Cruise control not auto rebalancing after first rebalance
See original GitHub issueCruise Control version: v0.1.10
I am testing scaling up Kafka clusters running on kubernetes using cruise control. As part of scaling up, I am creating new Kafka broker pods and then relying on cruise-control to trigger a cluster rebalance to assign partitions to the newly added brokers as per this suggestion by @efeg: https://github.com/linkedin/cruise-control/issues/344#issuecomment-426094872.
I also found a similar issue (https://github.com/linkedin/cruise-control/issues/906) to this one where the ReplicaDistributionGoal
was missing in the anomaly.detection.goals
. Based on this, I have added the ReplicaDistributionGoal
to my anomaly.detection.goals
config and I am relying on cluster rebalancing to be triggered because of this goal failing when new brokers are added.
However, I noticed that cruise control only triggered a cluster rebalance and assigned partitions to the newly created brokers ONCE. In order to be sure that auto-rebalancing is working, I scaled down the cluster and then added brokers back to the cluster.
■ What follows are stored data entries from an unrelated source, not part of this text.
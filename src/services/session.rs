// Session lifecycle: login issuance, the atomic refresh protocol, reuse
// detection, and the external revocation triggers.
//
// The refresh path is the subtle part. A presented secret may race a
// concurrent refresh with the same secret; the single-row conditional update
// in the refresh store is the linearization point, and the 10 s grace window
// decides whether a losing presentation is a concurrent-stale client or a
// replayed secret.

use chrono::{DateTime, Duration, Utc};
use diesel_async::AsyncConnection;
use std::sync::Arc;
use thiserror::Error;
use tracing::{info, warn};
use uuid::Uuid;

use crate::db::DieselPool;
use crate::models::refresh_token::{
    hashes_match, NewRefreshRecord, RefreshRecord, RefreshStatus, RefreshStoreError,
    RevocationReason,
};
use crate::models::user::{User, UserError};
use crate::services::token::{TokenError, TokenService};

/// Interval after a rotation during which a second presentation of the same
/// secret is treated as a concurrent-stale client rather than replay
pub const GRACE_WINDOW_MS: i64 = 10_000;

/// Port into the realtime fabric: push a forced-logout frame to every live
/// connection of a user. Implementations must enqueue and return immediately.
pub trait SessionNotifier: Send + Sync {
    fn auth_revoked(&self, user_id: Uuid, message: &str);
}

/// Notifier for contexts without a realtime fabric (tests, offline tooling)
pub struct NoopNotifier;

impl SessionNotifier for NoopNotifier {
    fn auth_revoked(&self, _user_id: Uuid, _message: &str) {}
}

/// Token triple returned to clients on login, registration and refresh
#[derive(Debug, Clone)]
pub struct SessionTokens {
    pub access_token: String,
    pub refresh_secret: String,
    pub expires_in_ms: u64,
}

/// Business and infrastructure failures of session operations.
/// Business variants map 1:1 to wire error codes; infrastructure variants
/// surface as 500 and never as an auth code.
#[derive(Error, Debug)]
pub enum SessionError {
    #[error("Refresh token not recognized")]
    RefreshTokenInvalid,

    #[error("Refresh token expired")]
    RefreshTokenExpired,

    #[error("Refresh token reuse detected")]
    TokenReuseDetected,

    #[error("Refresh token superseded by a concurrent rotation")]
    StaleRefreshToken,

    #[error("Token error: {0}")]
    Token(#[from] TokenError),

    #[error("Refresh store error: {0}")]
    Store(#[from] RefreshStoreError),

    #[error("User error: {0}")]
    User(#[from] UserError),

    #[error("Connection pool error: {0}")]
    Pool(String),
}

impl From<diesel::result::Error> for SessionError {
    fn from(e: diesel::result::Error) -> Self {
        SessionError::Store(RefreshStoreError::Database(e))
    }
}

/// How a presentation of a non-ACTIVE record is classified
#[derive(Debug, Clone, Copy, PartialEq, Eq)]
pub enum ReuseClass {
    /// Within the grace window: a concurrent-stale client, no new tokens,
    /// no family revocation
    ConcurrentStale,
    /// Outside the grace window: a replayed secret, revoke the family
    Replay,
}

/// Classify a non-ACTIVE presentation against the grace window.
/// `revoked_at` is the most recent revocation instant in the family, if any.
pub fn classify_reuse(revoked_at: Option<DateTime<Utc>>, now: DateTime<Utc>) -> ReuseClass {
    match revoked_at {
        Some(at) if (now - at).num_milliseconds() <= GRACE_WINDOW_MS => ReuseClass::ConcurrentStale,
        _ => ReuseClass::Replay,
    }
}

enum RotationAttempt {
    Issued(SessionTokens),
    /// Lost the conditional update to a concurrent refresher
    Lost,
}

/// Rotation engine. Sole writer of refresh records; reads and mutates them
/// exclusively through the store's atomic primitives.
pub struct SessionService {
    db_pool: DieselPool,
    tokens: Arc<TokenService>,
    notifier: Arc<dyn SessionNotifier>,
    refresh_expiry: Duration,
}

impl SessionService {
    pub fn new(
        db_pool: DieselPool,
        tokens: Arc<TokenService>,
        notifier: Arc<dyn SessionNotifier>,
        refresh_expiry_days: i64,
    ) -> Self {
        Self {
            db_pool,
            tokens,
            notifier,
            refresh_expiry: Duration::days(refresh_expiry_days),
        }
    }

    async fn conn(
        &self,
    ) -> Result<
        bb8::PooledConnection<
            '_,
            diesel_async::pooled_connection::AsyncDieselConnectionManager<
                diesel_async::AsyncPgConnection,
            >,
        >,
        SessionError,
    > {
        self.db_pool
            .get()
            .await
            .map_err(|e| SessionError::Pool(e.to_string()))
    }

    /// Open a new session at login/registration: fresh family, version 1
    pub async fn start_session(&self, user: &User) -> Result<SessionTokens, SessionError> {
        let (access_token, expires_in_ms) = self.tokens.issue_access(user)?;
        let refresh_secret = self.tokens.generate_refresh_secret();
        let now = Utc::now();

        let mut conn = self.conn().await?;
        RefreshRecord::save(
            &mut conn,
            NewRefreshRecord {
                token_hash: self.tokens.hash_refresh(&refresh_secret),
                user_id: user.id,
                family_id: Uuid::new_v4(),
                version: 1,
                status: RefreshStatus::Active,
                created_at: now,
                expires_at: now + self.refresh_expiry,
            },
        )
        .await?;

        Ok(SessionTokens {
            access_token,
            refresh_secret,
            expires_in_ms,
        })
    }

    /// The refresh protocol: validate, atomically rotate, detect reuse.
    pub async fn refresh(&self, raw_secret: &str) -> Result<SessionTokens, SessionError> {
        let hash = self.tokens.hash_refresh(raw_secret);
        let now = Utc::now();

        let mut conn = self.conn().await?;

        let record = RefreshRecord::find_by_hash(&mut conn, &hash)
            .await?
            .ok_or(SessionError::RefreshTokenInvalid)?;

        if !hashes_match(&record.token_hash, &hash) {
            return Err(SessionError::RefreshTokenInvalid);
        }

        if record.is_expired(now) {
            return Err(SessionError::RefreshTokenExpired);
        }
        drop(conn);

        if record.status == RefreshStatus::Active {
            match self.rotate(&record, &hash, now).await? {
                RotationAttempt::Issued(tokens) => return Ok(tokens),
                // A concurrent refresher rotated this record between our read
                // and the conditional update; fall through to stale handling.
                RotationAttempt::Lost => {},
            }
        }

        self.handle_non_active(&record, now).await
    }

    /// Atomic rotation: the conditional revoke, the successor insert and the
    /// chain link commit in one transaction, so a crash mid-rotation cannot
    /// leave a family with zero or two ACTIVE records.
    async fn rotate(
        &self,
        record: &RefreshRecord,
        hash: &str,
        now: DateTime<Utc>,
    ) -> Result<RotationAttempt, SessionError> {
        let mut conn = self.conn().await?;

        let record_id = record.id;
        let record_user_id = record.user_id;
        let record_family_id = record.family_id;
        let record_version = record.version;
        let hash = hash.to_string();
        let refresh_expiry = self.refresh_expiry;
        let tokens = Arc::clone(&self.tokens);

        conn.transaction::<RotationAttempt, SessionError, _>(|tx| {
            Box::pin(async move {
                let won = RefreshRecord::revoke_if_active(tx, &hash, now).await?;
                if !won {
                    return Ok(RotationAttempt::Lost);
                }

                // Re-read the user so rotated credentials carry current
                // profile names.
                let user = User::find_by_id(tx, record_user_id).await?;

                let (access_token, expires_in_ms) = tokens.issue_access(&user)?;
                let refresh_secret = tokens.generate_refresh_secret();

                let successor = RefreshRecord::save(
                    tx,
                    NewRefreshRecord {
                        token_hash: tokens.hash_refresh(&refresh_secret),
                        user_id: record_user_id,
                        family_id: record_family_id,
                        version: record_version + 1,
                        status: RefreshStatus::Active,
                        created_at: now,
                        expires_at: now + refresh_expiry,
                    },
                )
                .await?;

                RefreshRecord::set_rotated_to(tx, record_id, successor.id).await?;

                Ok(RotationAttempt::Issued(SessionTokens {
                    access_token,
                    refresh_secret,
                    expires_in_ms,
                }))
            })
        })
        .await
    }

    /// A non-ACTIVE record was presented: concurrent-stale inside the grace
    /// window, replay attack outside it.
    async fn handle_non_active(
        &self,
        record: &RefreshRecord,
        now: DateTime<Utc>,
    ) -> Result<SessionTokens, SessionError> {
        let mut conn = self.conn().await?;

        let latest_revoked =
            RefreshRecord::find_latest_revoked_in_family(&mut conn, record.family_id).await?;
        let revoked_at = latest_revoked
            .as_ref()
            .and_then(|r| r.revoked_at)
            .or(record.revoked_at);

        match classify_reuse(revoked_at, now) {
            ReuseClass::ConcurrentStale => {
                // The client should re-read its most recent local tokens and
                // retry once; issuing here would fork the family.
                Err(SessionError::StaleRefreshToken)
            },
            ReuseClass::Replay => {
                warn!(
                    user_id = %record.user_id,
                    family_id = %record.family_id,
                    "Refresh token replay detected, revoking family"
                );

                RefreshRecord::revoke_family(
                    &mut conn,
                    record.family_id,
                    RevocationReason::ReuseAttack,
                    now,
                )
                .await?;

                self.notifier.auth_revoked(
                    record.user_id,
                    "Your session was revoked because a refresh token was reused",
                );

                Err(SessionError::TokenReuseDetected)
            },
        }
    }

    /// Voluntary logout: retire the presented secret's whole family
    pub async fn logout(&self, raw_secret: &str) -> Result<(), SessionError> {
        let hash = self.tokens.hash_refresh(raw_secret);
        let now = Utc::now();

        let mut conn = self.conn().await?;

        let record = RefreshRecord::find_by_hash(&mut conn, &hash)
            .await?
            .ok_or(SessionError::RefreshTokenInvalid)?;

        let revoked = RefreshRecord::revoke_family(
            &mut conn,
            record.family_id,
            RevocationReason::UserLogout,
            now,
        )
        .await?;

        info!(user_id = %record.user_id, revoked, "User logged out, family retired");
        Ok(())
    }

    /// Revoke every active record of a user and push forced logout to all of
    /// their live connections. Used by the password-change handler (which has
    /// already bumped password_changed_at) and by force_logout.
    pub async fn revoke_all_for_user(
        &self,
        user_id: Uuid,
        reason: RevocationReason,
    ) -> Result<usize, SessionError> {
        let now = Utc::now();
        let mut conn = self.conn().await?;

        let revoked = RefreshRecord::revoke_all_for_user(&mut conn, user_id, reason, now).await?;

        self.notifier
            .auth_revoked(user_id, "Your session has ended. Please sign in again.");

        info!(user_id = %user_id, revoked, reason = reason.as_str(), "Revoked all sessions");
        Ok(revoked)
    }

    /// Administrative force logout: invalidate outstanding access credentials
    /// on sensitive routes by bumping password_changed_at, then revoke every
    /// refresh record and push forced logout.
    pub async fn force_logout(&self, user_id: Uuid) -> Result<usize, SessionError> {
        let now_ms = Utc::now().timestamp_millis();

        {
            let mut conn = self.conn().await?;
            User::bump_password_changed_at(&mut conn, user_id, now_ms).await?;
        }

        self.revoke_all_for_user(user_id, RevocationReason::AdminForce)
            .await
    }

    /// Periodic purge of fully lapsed records
    pub async fn purge_expired(&self) -> Result<usize, SessionError> {
        let mut conn = self.conn().await?;
        Ok(RefreshRecord::cleanup_expired(&mut conn, Utc::now()).await?)
    }
}

#[cfg(test)]
mod tests {
    use super::*;

    #[test]
    fn test_grace_window_boundary() {
        let now = Utc::now();

        // Exactly at the window edge: concurrent-stale
        let at_edge = now - Duration::milliseconds(GRACE_WINDOW_MS);
        assert_eq!(
            classify_reuse(Some(at_edge), now),
            ReuseClass::ConcurrentStale
        );

        // One millisecond past: replay
        let past_edge = now - Duration::milliseconds(GRACE_WINDOW_MS + 1);
        assert_eq!(classify_reuse(Some(past_edge), now), ReuseClass::Replay);
    }

    #[test]
    fn test_fresh_revocation_is_stale() {
        let now = Utc::now();
        assert_eq!(
            classify_reuse(Some(now - Duration::seconds(2)), now),
            ReuseClass::ConcurrentStale
        );
    }

    #[test]
    fn test_missing_revocation_instant_is_replay() {
        assert_eq!(classify_reuse(None, Utc::now()), ReuseClass::Replay);
    }
}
But this time cruise control did not trigger a cluster rebalance, partitions were not assigned to the new brokers and the new brokers remained idle until I manually triggered a cluster rebalance.
I am attaching some screenshots from the cc-ui for reference.
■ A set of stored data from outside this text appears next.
// Shared helpers for database-gated integration tests.
// Suites skip with a notice when DATABASE_URL is absent or unreachable so the
// unit suites stay runnable without infrastructure.

use bb8::Pool;
use diesel_async::pooled_connection::AsyncDieselConnectionManager;
use diesel_async::AsyncPgConnection;
use std::sync::{Arc, Mutex};
use uuid::Uuid;

use chirp_backend_core::db::DieselPool;
use chirp_backend_core::models::user::{NewUser, User};
use chirp_backend_core::services::{SessionNotifier, SessionService, TokenConfig, TokenService};

/// Build a pool against DATABASE_URL, running migrations first.
/// Returns None (with a notice) when no database is reachable.
pub async fn try_pool() -> Option<DieselPool> {
    dotenv::from_filename(".env.test").ok();
    dotenv::dotenv().ok();

    let url = match std::env::var("DATABASE_URL") {
        Ok(url) => url,
        Err(_) => {
            eprintln!("Skipping test: DATABASE_URL not set");
            return None;
        },
    };

    let migrate_url = url.clone();
    let migrated = tokio::task::spawn_blocking(move || {
        use diesel::{Connection, PgConnection};
        use diesel_migrations::MigrationHarness;

        let mut conn = PgConnection::establish(&migrate_url).ok()?;
        conn.run_pending_migrations(chirp_backend_core::db::diesel_pool::MIGRATIONS)
            .ok()?;
        Some(())
    })
    .await
    .ok()
    .flatten();

    if migrated.is_none() {
        eprintln!("Skipping test: database not reachable");
        return None;
    }

    let manager = AsyncDieselConnectionManager::<AsyncPgConnection>::new(url);
    Pool::builder().max_size(5).build(manager).await.ok()
}

/// Notifier that records every forced-logout push for assertions
#[derive(Default)]
pub struct RecordingNotifier {
    revoked: Mutex<Vec<Uuid>>,
}

impl RecordingNotifier {
    pub fn revoked_users(&self) -> Vec<Uuid> {
        self.revoked.lock().unwrap().clone()
    }
}

impl SessionNotifier for RecordingNotifier {
    fn auth_revoked(&self, user_id: Uuid, _message: &str) {
        self.revoked.lock().unwrap().push(user_id);
    }
}

/// Session service wired with the deterministic test token config
pub fn test_session_service(pool: &DieselPool) -> (Arc<SessionService>, Arc<RecordingNotifier>) {
    let notifier = Arc::new(RecordingNotifier::default());
    let service = Arc::new(SessionService::new(
        pool.clone(),
        Arc::new(TokenService::new(TokenConfig::for_test())),
        Arc::clone(&notifier) as Arc<dyn SessionNotifier>,
        14,
    ));
    (service, notifier)
}

/// Token service sharing the test HMAC key, for computing digests in tests
pub fn test_token_service() -> TokenService {
    TokenService::new(TokenConfig::for_test())
}

/// Insert a unique test user
pub async fn create_test_user(pool: &DieselPool) -> User {
    let mut conn = pool.get().await.expect("Failed to get connection");
    let tag = Uuid::new_v4().simple().to_string();

    User::create(
        &mut conn,
        NewUser {
            email: format!("test-{}@example.com", tag),
            username: format!("u{}", &tag[..12]),
            display_name: "Test User".to_string(),
            password_hash: "$argon2id$v=19$m=1024,t=1,p=1$placeholder$placeholder".to_string(),
        },
    )
    .await
    .expect("Failed to create test user")
}

/// Delete a test user; refresh records cascade
pub async fn cleanup_test_user(pool: &DieselPool, user_id: Uuid) {
    use chirp_backend_core::schema::users;
    use diesel::prelude::*;
    use diesel_async::RunQueryDsl;

    let mut conn = pool.get().await.expect("Failed to get connection");
    diesel::delete(users::table.filter(users::id.eq(user_id)))
        .execute(&mut conn)
        .await
        .ok();
}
Brokers 4 and 5 were the new brokers that were launched. It seems like only newly created topics were assigned to these brokers and the existing data was not rebalanced and existing partitions were not assigned to these brokers.
Cruise Control Monitor State:
Cruise Control Analyzer State: Note that the ReplicaDistributionGoal
seems to be ready to be analyzed.
Anomaly Detector State: Notice that the ReplicaDistributionGoal
violation was detected only ONCE - this was when I added a broker earlier. But when I added more again, this was never detected and self-healing did not get triggered.
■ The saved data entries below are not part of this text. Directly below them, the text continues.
// Uniform API error handling.
// Every error body carries {code, message, timestamp}; clients branch on
// code, never on message text.

use axum::{
    http::StatusCode,
    response::{IntoResponse, Json},
};
use serde::Serialize;
use thiserror::Error;

use crate::services::SessionError;

/// API-visible error kinds
#[derive(Error, Debug)]
pub enum ApiError {
    #[error("Invalid email address")]
    InvalidEmail,

    #[error("Password does not meet requirements")]
    WeakPassword,

    #[error("Invalid display name")]
    InvalidDisplayName,

    #[error("Invalid username")]
    InvalidUsername,

    #[error("Post content must be 1-500 characters")]
    InvalidContent,

    #[error("Authentication failed")]
    AuthFailed,

    #[error("Invalid or expired token")]
    InvalidToken,

    #[error("Refresh token not recognized")]
    RefreshTokenInvalid,

    #[error("Refresh token expired")]
    RefreshTokenExpired,

    #[error("Refresh token reuse detected")]
    TokenReuseDetected,

    #[error("Refresh token superseded; retry with your latest token")]
    StaleRefreshToken,

    #[error("Session revoked")]
    SessionRevoked,

    #[error("An account with this email or username already exists")]
    UserExists,

    #[error("Post not found")]
    PostNotFound,

    #[error("Too many requests")]
    RateLimited { retry_after_seconds: u32 },

    #[error("Internal server error")]
    Internal,
}

/// Uniform error body
#[derive(Debug, Serialize)]
pub struct ApiErrorBody {
    pub code: String,
    pub message: String,
    pub timestamp: i64,
}

impl ApiError {
    pub fn status_code(&self) -> StatusCode {
        match self {
            ApiError::InvalidEmail
            | ApiError::WeakPassword
            | ApiError::InvalidDisplayName
            | ApiError::InvalidUsername
            | ApiError::InvalidContent => StatusCode::BAD_REQUEST,
            ApiError::AuthFailed
            | ApiError::InvalidToken
            | ApiError::RefreshTokenInvalid
            | ApiError::RefreshTokenExpired
            | ApiError::TokenReuseDetected
            | ApiError::SessionRevoked => StatusCode::UNAUTHORIZED,
            ApiError::StaleRefreshToken | ApiError::UserExists => StatusCode::CONFLICT,
            ApiError::PostNotFound => StatusCode::NOT_FOUND,
            ApiError::RateLimited { .. } => StatusCode::TOO_MANY_REQUESTS,
            ApiError::Internal => StatusCode::INTERNAL_SERVER_ERROR,
        }
    }

    pub fn code(&self) -> &'static str {
        match self {
            ApiError::InvalidEmail => "INVALID_EMAIL",
            ApiError::WeakPassword => "WEAK_PASSWORD",
            ApiError::InvalidDisplayName => "INVALID_DISPLAY_NAME",
            ApiError::InvalidUsername => "INVALID_USERNAME",
            ApiError::InvalidContent => "INVALID_CONTENT",
            ApiError::AuthFailed => "AUTH_FAILED",
            ApiError::InvalidToken => "INVALID_TOKEN",
            ApiError::RefreshTokenInvalid => "REFRESH_TOKEN_INVALID",
            ApiError::RefreshTokenExpired => "REFRESH_TOKEN_EXPIRED",
            ApiError::TokenReuseDetected => "TOKEN_REUSE_DETECTED",
            ApiError::StaleRefreshToken => "STALE_REFRESH_TOKEN",
            ApiError::SessionRevoked => "SESSION_REVOKED",
            ApiError::UserExists => "USER_EXISTS",
            ApiError::PostNotFound => "POST_NOT_FOUND",
            ApiError::RateLimited { .. } => "RATE_LIMITED",
            ApiError::Internal => "INTERNAL_ERROR",
        }
    }
}

impl IntoResponse for ApiError {
    fn into_response(self) -> axum::response::Response {
        let status = self.status_code();
        let body = ApiErrorBody {
            code: self.code().to_string(),
            message: self.to_string(),
            timestamp: chrono::Utc::now().timestamp_millis(),
        };

        (status, Json(body)).into_response()
    }
}

impl From<SessionError> for ApiError {
    fn from(e: SessionError) -> Self {
        match e {
            SessionError::RefreshTokenInvalid => ApiError::RefreshTokenInvalid,
            SessionError::RefreshTokenExpired => ApiError::RefreshTokenExpired,
            SessionError::TokenReuseDetected => ApiError::TokenReuseDetected,
            SessionError::StaleRefreshToken => ApiError::StaleRefreshToken,
            // Everything else is an infrastructure fault, not an auth outcome
            SessionError::Token(_)
            | SessionError::Store(_)
            | SessionError::User(_)
            | SessionError::Pool(_) => ApiError::Internal,
        }
    }
}

/// Log an authentication failure with consistent fields
pub fn log_auth_failure(email: &str, ip_address: &str, error: &ApiError) {
    tracing::warn!(
        email = email,
        ip = ip_address,
        error_code = error.code(),
        "Authentication failure"
    );
}

#[cfg(test)]
mod tests {
    use super::*;
    use crate::models::refresh_token::RefreshStoreError;

    #[test]
    fn test_status_mapping() {
        assert_eq!(ApiError::AuthFailed.status_code(), StatusCode::UNAUTHORIZED);
        assert_eq!(
            ApiError::StaleRefreshToken.status_code(),
            StatusCode::CONFLICT
        );
        assert_eq!(ApiError::UserExists.status_code(), StatusCode::CONFLICT);
        assert_eq!(
            ApiError::TokenReuseDetected.status_code(),
            StatusCode::UNAUTHORIZED
        );
        assert_eq!(ApiError::InvalidEmail.status_code(), StatusCode::BAD_REQUEST);
        assert_eq!(
            ApiError::Internal.status_code(),
            StatusCode::INTERNAL_SERVER_ERROR
        );
    }

    #[test]
    fn test_session_error_mapping() {
        assert_eq!(
            ApiError::from(SessionError::StaleRefreshToken).code(),
            "STALE_REFRESH_TOKEN"
        );
        assert_eq!(
            ApiError::from(SessionError::TokenReuseDetected).code(),
            "TOKEN_REUSE_DETECTED"
        );
        // Infrastructure faults never surface as auth codes
        assert_eq!(
            ApiError::from(SessionError::Pool("down".into())).code(),
            "INTERNAL_ERROR"
        );
        assert_eq!(
            ApiError::from(SessionError::Store(RefreshStoreError::Pool("down".into()))).code(),
            "INTERNAL_ERROR"
        );
    }

    #[test]
    fn test_error_body_shape() {
        let response_body = ApiErrorBody {
            code: ApiError::SessionRevoked.code().to_string(),
            message: ApiError::SessionRevoked.to_string(),
            timestamp: 1_700_000_000_000,
        };
        let json = serde_json::to_value(&response_body).unwrap();
        let obj = json.as_object().unwrap();
        assert_eq!(obj.len(), 3);
        assert_eq!(obj["code"], "SESSION_REVOKED");
        assert!(obj["timestamp"].is_i64());
    }
}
Cruise Control Proposals: It seems like cruise control thinks that it has already fixed the ReplicaDistributionGoal
violation? However, as the first screenshot shows, self-healing did not get triggered and the cluster did not auto-rebalance. The cruise control logs also did not show any log line for triggering self-healing.
Configurations
These are the relevant configurations that I have setup cruise control with:
self.healing.enabled=true
default.goals=com.linkedin.kafka.cruisecontrol.analyzer.goals.ReplicaDistributionGoal,com.linkedin.kafka.cruisecontrol.analyzer.goals.ReplicaCapacityGoal,com.linkedin.kafka.cruisecontrol.analyzer.goals.DiskCapacityGoal,com.linkedin.kafka.cruisecontrol.analyzer.goals.NetworkInboundCapacityGoal,com.linkedin.kafka.cruisecontrol.analyzer.goals.NetworkOutboundCapacityGoal,com.linkedin.kafka.cruisecontrol.analyzer.goals.CpuCapacityGoal
goals=com.linkedin.kafka.cruisecontrol.analyzer.goals.ReplicaDistributionGoal,com.linkedin.kafka.cruisecontrol.analyzer.goals.ReplicaCapacityGoal,com.linkedin.kafka.cruisecontrol.analyzer.goals.DiskCapacityGoal,com.linkedin.kafka.cruisecontrol.analyzer.goals.NetworkInboundCapacityGoal,com.linkedin.kafka.cruisecontrol.analyzer.goals.NetworkOutboundCapacityGoal,com.linkedin.kafka.cruisecontrol.analyzer.goals.CpuCapacityGoal,com.linkedin.kafka.cruisecontrol.analyzer.goals.RackAwareGoal,com.linkedin.kafka.cruisecontrol.analyzer.goals.PotentialNwOutGoal,com.linkedin.kafka.cruisecontrol.analyzer.goals.DiskUsageDistributionGoal,com.linkedin.kafka.cruisecontrol.analyzer.goals.NetworkInboundUsageDistributionGoal,com.linkedin.kafka.cruisecontrol.analyzer.goals.NetworkOutboundUsageDistributionGoal,com.linkedin.kafka.cruisecontrol.analyzer.goals.CpuUsageDistributionGoal,com.linkedin.kafka.cruisecontrol.analyzer.goals.TopicReplicaDistributionGoal,com.linkedin.kafka.cruisecontrol.analyzer.goals.LeaderReplicaDistributionGoal,com.linkedin.kafka.cruisecontrol.analyzer.goals.LeaderBytesInDistributionGoal,com.linkedin.kafka.cruisecontrol.analyzer.kafkaassigner.KafkaAssignerDiskUsageDistributionGoal,com.linkedin.kafka.cruisecontrol.analyzer.kafkaassigner.KafkaAssignerEvenRackAwareGoal,com.linkedin.kafka.cruisecontrol.analyzer.goals.PreferredLeaderElectionGoal
hard.goals=com.linkedin.kafka.cruisecontrol.analyzer.goals.ReplicaCapacityGoal,com.linkedin.kafka.cruisecontrol.analyzer.goals.DiskCapacityGoal,com.linkedin.kafka.cruisecontrol.analyzer.goals.NetworkInboundCapacityGoal,com.linkedin.kafka.cruisecontrol.analyzer.goals.NetworkOutboundCapacityGoal,com.linkedin.kafka.cruisecontrol.analyzer.goals.CpuCapacityGoal
anomaly.detection.goals=com.linkedin.kafka.cruisecontrol.analyzer.goals.ReplicaDistributionGoal,com.linkedin.kafka.cruisecontrol.analyzer.goals.ReplicaCapacityGoal,com.linkedin.kafka.cruisecontrol.analyzer.goals.DiskCapacityGoal,com.linkedin.kafka.cruisecontrol.analyzer.goals.NetworkInboundCapacityGoal,com.linkedin.kafka.cruisecontrol.analyzer.goals.NetworkOutboundCapacityGoal,com.linkedin.kafka.cruisecontrol.analyzer.goals.CpuCapacityGoal
Issue Analytics
- State:
- Created 3 years ago
- Comments:5 (2 by maintainers)
Top GitHub Comments
@efeg that seems to have fixed the problem. Thanks for your help!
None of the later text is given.